Wed, 08/14/2013 - 14:56 -- UMAC

Our Martial Arts Theme for August is Tolerance. And while this post wasn't planned, this is a follow-up to my Patch Blog on Bullying last week. Check our our Bullyproof Seminar Flyer posted at the school.

"What does being tolerant mean to you?"

Searching the internet for "tolerance" I found Teaching Tolerance. The first resource that grabbed my attention was their Bullying Survey designed for elementary school age children. The following eight questions are great conversation starters for parents and teachers looking to engage their children and students in this topic.

  1. Has anyone ever called you a name?
  2. Has anyone ever told you that you can not be friends?
  3. Has anyone ever hit, kicked, punched, or pushed you? (Doesn't count in Martial Arts class!)
  4. Has anyone ever threatened you?
  5. Was someone mean to you because of how you look?
  6. Did you tell anyone about any of these incidents? Why or why not?
  7. Hve you ever seen someone else being bullied?
  8. Have you ever called someone else a name, hit, kicked, pushed, threatened, or been mean to someone?

In the classroom setting each child is given 8 YES tickets and 8 NO tickets which they use to anonymously answer each question. A tally is made and children collectively see their responses which demonstrate they are not alone. What an interactive way to teach and engage the children.

Side Note: For families with middle or high school aged children there is a Bullying Quiz (with answers and statistics!)

Tolerance means having a fair, objective, and permissive attitude towards any other person's opinions, cultural practices, race, religion, nationality, personal looks and appearances.

 

Reference: www.betterworld4all.org/benefits-tolerance

In Martial Arts training, tolerance is the key to progression. Think about this. If you are unable to tolerate the challenges and hardship of regularly attending class, participating in rigorous training, and repeating your forms over and over again, then your path to becoming a Black Belt will be difficult. When you conquer this goal, you will be able to conquer other challenges in life.
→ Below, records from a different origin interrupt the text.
//  Copyright 2024 SRA Tools Authors
//
//  Licensed under the Apache License, Version 2.0 (the "License");
//  you may not use this file except in compliance with the License.
//  You may obtain a copy of the License at
//
//  http://www.apache.org/licenses/LICENSE-2.0
//
//  Unless required by applicable law or agreed to in writing, software
//  distributed under the License is distributed on an "AS IS" BASIS,
//  WITHOUT WARRANTIES OR CONDITIONS OF ANY KIND, either express or implied.
//  See the License for the specific language governing permissions and
//  limitations under the License.

//! The memory-budget sampler (§5 and §10.6): projects total resident memory from a
//! handful of early samples and fails the load before it actually exhausts the
//! configured ceiling, rather than after.

use spot_common::error::{LoaderError, Result};

/// Samples taken past 10% progress feed a two-point line fit projecting usage at 50%.
const LINE_FIT_HORIZON: f64 = 0.50;
/// Before this fraction of input consumed, projection is a direct ratio from the
/// current live-spot density instead of a line fit (too few samples to fit a line yet).
const EARLY_PHASE_HORIZON: f64 = 0.10;
/// A projection (immediate or 50%-horizon) exceeding this multiple of the configured
/// limit, for more than 3 consecutive samples, fails the load.
const OVER_BUDGET_FACTOR: f64 = 1.25;
/// Consecutive over-budget samples tolerated before failing (the 4th fails).
const MAX_CONSECUTIVE_OVER: u32 = 3;

#[derive(Debug, Clone, Copy)]
pub struct MemorySample {
    pub live_spot_memory: u64,
    pub current_spot_count: u64,
    pub reference_memory: u64,
    pub filter_memory: u64,
}

impl MemorySample {
    fn ambient(self) -> u64 {
        self.reference_memory + self.filter_memory
    }
}

/// Owns the projection state across a load: the early-phase density estimate and the
/// two-point line fit used between 10% and 50% progress, plus the consecutive-overage
/// counter that turns a sustained prediction into [`LoaderError::OutOfMemoryPrediction`].
#[derive(Debug)]
pub struct MemorySampler {
    limit_bytes: u64,
    unknown_length: bool,
    line_fit_points: Vec<(f64, f64)>,
    consecutive_over: u32,
}

impl MemorySampler {
    pub fn new(limit_bytes: u64, unknown_length: bool) -> Self {
        Self { limit_bytes, unknown_length, line_fit_points: Vec::new(), consecutive_over: 0 }
    }

    /// Takes one sample. `progress` is the fraction of the input stream consumed so
    /// far (`0.0..=1.0`); callers with unknown-length input should pass `0.0` and rely
    /// on [`Self`] having been constructed with `unknown_length = true` instead.
    pub fn sample(&mut self, progress: f64, sample: MemorySample) -> Result<()> {
        if self.unknown_length {
            // No stream length to project against; this is actual current usage, not a
            // noisy extrapolation, so a single over-budget sample fails immediately
            // instead of waiting out the consecutive-overage streak below.
            let actual = (sample.live_spot_memory + sample.ambient()) as f64;
            let threshold = OVER_BUDGET_FACTOR * self.limit_bytes as f64;
            return if actual > threshold {
                Err(LoaderError::OutOfMemoryPrediction { projected: actual as u64, limit: self.limit_bytes, consecutive: 1 })
            } else {
                Ok(())
            };
        }
        let projected = if progress < EARLY_PHASE_HORIZON {
            self.project_early_phase(progress, sample)
        } else {
            self.project_line_fit(progress.min(LINE_FIT_HORIZON), sample)
        };
        self.check(projected)
    }

    fn project_early_phase(&self, progress: f64, sample: MemorySample) -> f64 {
        if sample.current_spot_count == 0 || progress <= 0.0 {
            return sample.ambient() as f64;
        }
        let per_spot = sample.live_spot_memory as f64 / sample.current_spot_count as f64;
        let projected_spot_count = sample.current_spot_count as f64 / progress;
        per_spot * projected_spot_count + sample.ambient() as f64
    }

    fn project_line_fit(&mut self, progress: f64, sample: MemorySample) -> f64 {
        let total = (sample.live_spot_memory + sample.ambient()) as f64;
        self.line_fit_points.push((progress, total));
        if self.line_fit_points.len() < 2 {
            return total;
        }
        let (x1, y1) = self.line_fit_points[self.line_fit_points.len() - 2];
        let (x2, y2) = self.line_fit_points[self.line_fit_points.len() - 1];
        if (x2 - x1).abs() < f64::EPSILON {
            return total;
        }
        let m = (y2 - y1) / (x2 - x1);
        let b = y1 - m * x1;
        let projected_at_horizon = m * LINE_FIT_HORIZON + b;
        projected_at_horizon.max(total)
    }

    fn check(&mut self, projected: f64) -> Result<()> {
        let threshold = OVER_BUDGET_FACTOR * self.limit_bytes as f64;
        if projected > threshold {
            self.consecutive_over += 1;
            if self.consecutive_over > MAX_CONSECUTIVE_OVER {
                return Err(LoaderError::OutOfMemoryPrediction {
                    projected: projected as u64,
                    limit: self.limit_bytes,
                    consecutive: self.consecutive_over,
                });
            }
        } else {
            self.consecutive_over = 0;
        }
        Ok(())
    }
}

#[cfg(test)]
mod tests {
    use super::*;

    fn sample(live: u64, count: u64) -> MemorySample {
        MemorySample { live_spot_memory: live, current_spot_count: count, reference_memory: 0, filter_memory: 0 }
    }

    #[test]
    fn comfortably_under_budget_never_trips() {
        let mut sampler = MemorySampler::new(1_000_000, false);
        for i in 1..20 {
            let progress = i as f64 / 20.0;
            assert!(sampler.sample(progress, sample(1_000, i * 10)).is_ok());
        }
    }

    #[test]
    fn sustained_overage_fails_after_three_consecutive_samples() {
        let mut sampler = MemorySampler::new(100, false);
        // Early-phase projection: tiny progress with huge live memory relative to spot
        // count blows the extrapolated total far past budget every time.
        for i in 0..3 {
            let result = sampler.sample(0.01, sample(1_000_000, 10));
            assert!(result.is_ok(), "sample {i} should not yet trip the failure");
        }
        let result = sampler.sample(0.01, sample(1_000_000, 10));
        assert!(result.is_err(), "the 4th consecutive over-budget sample must fail");
    }

    #[test]
    fn a_single_healthy_sample_resets_the_streak() {
        let mut sampler = MemorySampler::new(100, false);
        for _ in 0..3 {
            sampler.sample(0.01, sample(1_000_000, 10)).unwrap();
        }
        sampler.sample(0.01, sample(1, 1_000_000)).unwrap();
        assert!(sampler.sample(0.01, sample(1_000_000, 10)).is_ok(), "streak must have reset");
    }

    #[test]
    fn unknown_length_input_checks_current_usage_directly() {
        let mut sampler = MemorySampler::new(100, true);
        assert!(sampler.sample(0.0, sample(10, 1)).is_ok());
        assert!(sampler.sample(0.0, MemorySample { live_spot_memory: 1_000, current_spot_count: 1, reference_memory: 0, filter_memory: 0 }).is_err());
    }
}
//  Copyright 2024 SRA Tools Authors
//
//  Licensed under the Apache License, Version 2.0 (the "License");
//  you may not use this file except in compliance with the License.
//  You may obtain a copy of the License at
//
//  http://www.apache.org/licenses/LICENSE-2.0
//
//  Unless required by applicable law or agreed to in writing, software
//  distributed under the License is distributed on an "AS IS" BASIS,
//  WITHOUT WARRANTIES OR CONDITIONS OF ANY KIND, either express or implied.
//  See the License for the specific language governing permissions and
//  limitations under the License.

//! The per-spot metadata schema (§3) realized atop [`ColumnStore`]: one named accessor
//! per column instead of a bare column index, so callers never have to remember which
//! integer means `spot_id`.

use crate::column::{ColumnKind, ColumnStore};

mod col {
    pub const PRIMARY_ID_1: usize = 0;
    pub const PRIMARY_ID_2: usize = 1;
    pub const SPOT_ID: usize = 2;
    pub const FRAGMENT_ID: usize = 3;
    pub const FRAGMENT_LEN_1: usize = 4;
    pub const FRAGMENT_LEN_2: usize = 5;
    pub const ALIGNMENT_COUNT_1: usize = 6;
    pub const ALIGNMENT_COUNT_2: usize = 7;
    pub const PLATFORM: usize = 8;
    pub const UNMATED: usize = 9;
    pub const PCR_DUP: usize = 10;
    pub const UNALIGNED_1: usize = 11;
    pub const UNALIGNED_2: usize = 12;
    pub const HARDCLIPPED: usize = 13;
    pub const PRIMARY_IS_SET: usize = 14;
    pub const COUNT: usize = 15;
}

/// Saturating alignment-count counters cap at 254; 255 is reserved to mean "too many to
/// count exactly".
pub const ALIGNMENT_COUNT_CAP: u16 = 254;

/// Which mate a column or accessor refers to.
#[derive(Debug, Clone, Copy, PartialEq, Eq)]
pub enum ReadNumber {
    One,
    Two,
}

fn schema() -> Vec<ColumnKind> {
    let mut kinds = vec![ColumnKind::U64; col::COUNT];
    kinds[col::FRAGMENT_ID] = ColumnKind::U32;
    kinds[col::FRAGMENT_LEN_1] = ColumnKind::U16;
    kinds[col::FRAGMENT_LEN_2] = ColumnKind::U16;
    kinds[col::ALIGNMENT_COUNT_1] = ColumnKind::U16;
    kinds[col::ALIGNMENT_COUNT_2] = ColumnKind::U16;
    kinds[col::PLATFORM] = ColumnKind::U16;
    kinds[col::UNMATED] = ColumnKind::Bit;
    kinds[col::PCR_DUP] = ColumnKind::Bit;
    kinds[col::UNALIGNED_1] = ColumnKind::Bit;
    kinds[col::UNALIGNED_2] = ColumnKind::Bit;
    kinds[col::HARDCLIPPED] = ColumnKind::Bit;
    kinds[col::PRIMARY_IS_SET] = ColumnKind::Bit;
    kinds
}

/// The per-spot metadata frame: every column named in §3's table, indexed by local row.
#[derive(Debug, Clone)]
pub struct MetadataFrame {
    store: ColumnStore,
}

impl Default for MetadataFrame {
    fn default() -> Self {
        Self::new()
    }
}

impl MetadataFrame {
    pub fn new() -> Self {
        Self { store: ColumnStore::new(schema()) }
    }

    pub fn rows(&self) -> usize {
        self.store.rows()
    }

    pub fn optimize(&mut self) -> usize {
        self.store.optimize()
    }

    pub fn memory_used(&self) -> usize {
        self.store.memory_used()
    }

    fn read_col(&self, read: ReadNumber) -> usize {
        match read {
            ReadNumber::One => col::PRIMARY_ID_1,
            ReadNumber::Two => col::PRIMARY_ID_2,
        }
    }

    pub fn primary_id(&self, row: usize, read: ReadNumber) -> u64 {
        self.store.get_u64(self.read_col(read), row)
    }

    pub fn set_primary_id(&mut self, row: usize, read: ReadNumber, value: u64) {
        let c = self.read_col(read);
        self.store.set_u64(c, row, value);
    }

    pub fn spot_id(&self, row: usize) -> u64 {
        self.store.get_u64(col::SPOT_ID, row)
    }

    pub fn set_spot_id(&mut self, row: usize, value: u64) {
        self.store.set_u64(col::SPOT_ID, row, value);
    }

    pub fn fragment_id(&self, row: usize) -> u32 {
        self.store.get_u32(col::FRAGMENT_ID, row)
    }

    pub fn set_fragment_id(&mut self, row: usize, value: u32) {
        self.store.set_u32(col::FRAGMENT_ID, row, value);
    }

    fn fragment_len_col(&self, read: ReadNumber) -> usize {
        match read {
            ReadNumber::One => col::FRAGMENT_LEN_1,
            ReadNumber::Two => col::FRAGMENT_LEN_2,
        }
    }

    pub fn fragment_len(&self, row: usize, read: ReadNumber) -> u16 {
        self.store.get_u16(self.fragment_len_col(read), row)
    }

    /// Clipped read length, capped at 255 per §3.
    pub fn set_fragment_len(&mut self, row: usize, read: ReadNumber, len: usize) {
        let c = self.fragment_len_col(read);
        self.store.set_u16(c, row, len.min(255) as u16);
    }

    fn alignment_count_col(&self, read: ReadNumber) -> usize {
        match read {
            ReadNumber::One => col::ALIGNMENT_COUNT_1,
            ReadNumber::Two => col::ALIGNMENT_COUNT_2,
        }
    }

    pub fn alignment_count(&self, row: usize, read: ReadNumber) -> u16 {
        self.store.get_u16(self.alignment_count_col(read), row)
    }

    pub fn inc_alignment_count(&mut self, row: usize, read: ReadNumber) -> u16 {
        let c = self.alignment_count_col(read);
        self.store.inc_u16(c, row, ALIGNMENT_COUNT_CAP)
    }

    pub fn platform(&self, row: usize) -> u16 {
        self.store.get_u16(col::PLATFORM, row)
    }

    pub fn set_platform(&mut self, row: usize, value: u16) {
        self.store.set_u16(col::PLATFORM, row, value);
    }

    pub fn unmated(&self, row: usize) -> bool {
        self.store.get_bit(col::UNMATED, row)
    }

    pub fn set_unmated(&mut self, row: usize, value: bool) {
        self.store.set_bit(col::UNMATED, row, value);
    }

    pub fn pcr_dup(&self, row: usize) -> bool {
        self.store.get_bit(col::PCR_DUP, row)
    }

    pub fn set_pcr_dup(&mut self, row: usize, value: bool) {
        self.store.set_bit(col::PCR_DUP, row, value);
    }

    fn unaligned_col(&self, read: ReadNumber) -> usize {
        match read {
            ReadNumber::One => col::UNALIGNED_1,
            ReadNumber::Two => col::UNALIGNED_2,
        }
    }

    pub fn unaligned(&self, row: usize, read: ReadNumber) -> bool {
        self.store.get_bit(self.unaligned_col(read), row)
    }

    pub fn set_unaligned(&mut self, row: usize, read: ReadNumber, value: bool) {
        let c = self.unaligned_col(read);
        self.store.set_bit(c, row, value);
    }

    pub fn hardclipped(&self, row: usize) -> bool {
        self.store.get_bit(col::HARDCLIPPED, row)
    }

    pub fn set_hardclipped(&mut self, row: usize, value: bool) {
        self.store.set_bit(col::HARDCLIPPED, row, value);
    }

    pub fn primary_is_set(&self, row: usize, read: ReadNumber) -> bool {
        // `primary_is_set` is a single flag in §3's table, tracked per spot; read 1 and
        // read 2 share no separate bit there, so both reads observe the one column.
        let _ = read;
        self.store.get_bit(col::PRIMARY_IS_SET, row)
    }

    pub fn set_primary_is_set(&mut self, row: usize, value: bool) {
        self.store.set_bit(col::PRIMARY_IS_SET, row, value);
    }

    /// Clears the columns the Pass A solo-fragment emitter retires once a row's mate
    /// status is resolved: `fragment_*`, `fragment_len_*`, `platform`, `pcr_dup`.
    pub fn clear_post_solo_fragment(&mut self) {
        for c in [
            col::FRAGMENT_ID,
            col::FRAGMENT_LEN_1,
            col::FRAGMENT_LEN_2,
            col::PLATFORM,
            col::PCR_DUP,
        ] {
            self.store.clear(c);
        }
    }

    /// Drops every remaining metadata column once Pass B has snapshotted `spot_id` into
    /// the dense parallel array described in §3's lifecycle note.
    pub fn clear_all(&mut self) {
        for c in 0..col::COUNT {
            self.store.clear(c);
        }
    }
}

#[cfg(test)]
mod tests {
    use super::*;

    #[test]
    fn accessors_round_trip() {
        let mut frame = MetadataFrame::new();
        frame.set_primary_id(3, ReadNumber::One, 7);
        frame.set_primary_id(3, ReadNumber::Two, 8);
        frame.set_spot_id(3, 99);
        frame.set_unmated(3, true);
        assert_eq!(frame.primary_id(3, ReadNumber::One), 7);
        assert_eq!(frame.primary_id(3, ReadNumber::Two), 8);
        assert_eq!(frame.spot_id(3), 99);
        assert!(frame.unmated(3));
        assert!(!frame.unmated(4));
    }

    #[test]
    fn fragment_len_caps_at_255() {
        let mut frame = MetadataFrame::new();
        frame.set_fragment_len(0, ReadNumber::One, 400);
        assert_eq!(frame.fragment_len(0, ReadNumber::One), 255);
    }

    #[test]
    fn clear_post_solo_fragment_retires_only_named_columns() {
        let mut frame = MetadataFrame::new();
        frame.set_fragment_id(0, 5);
        frame.set_spot_id(0, 42);
        frame.clear_post_solo_fragment();
        assert_eq!(frame.fragment_id(0), 0);
        assert_eq!(frame.spot_id(0), 42);
    }
}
This is what makes teaching and learning Taekwondo so much fun for me, knowing you are learning skills that you will take with you to be successful for the rest of your life.

Here are 4 vital factors for tolerance: Endurance, Sympathizing, Negotiation, and Unity

  • When you endure you keep going
  • When you sympathize you understand the struggle
  • When you negotiate you lessen the burden
  • When you unite you find the greatest way to be victorious - a WINNER, a Black Belt!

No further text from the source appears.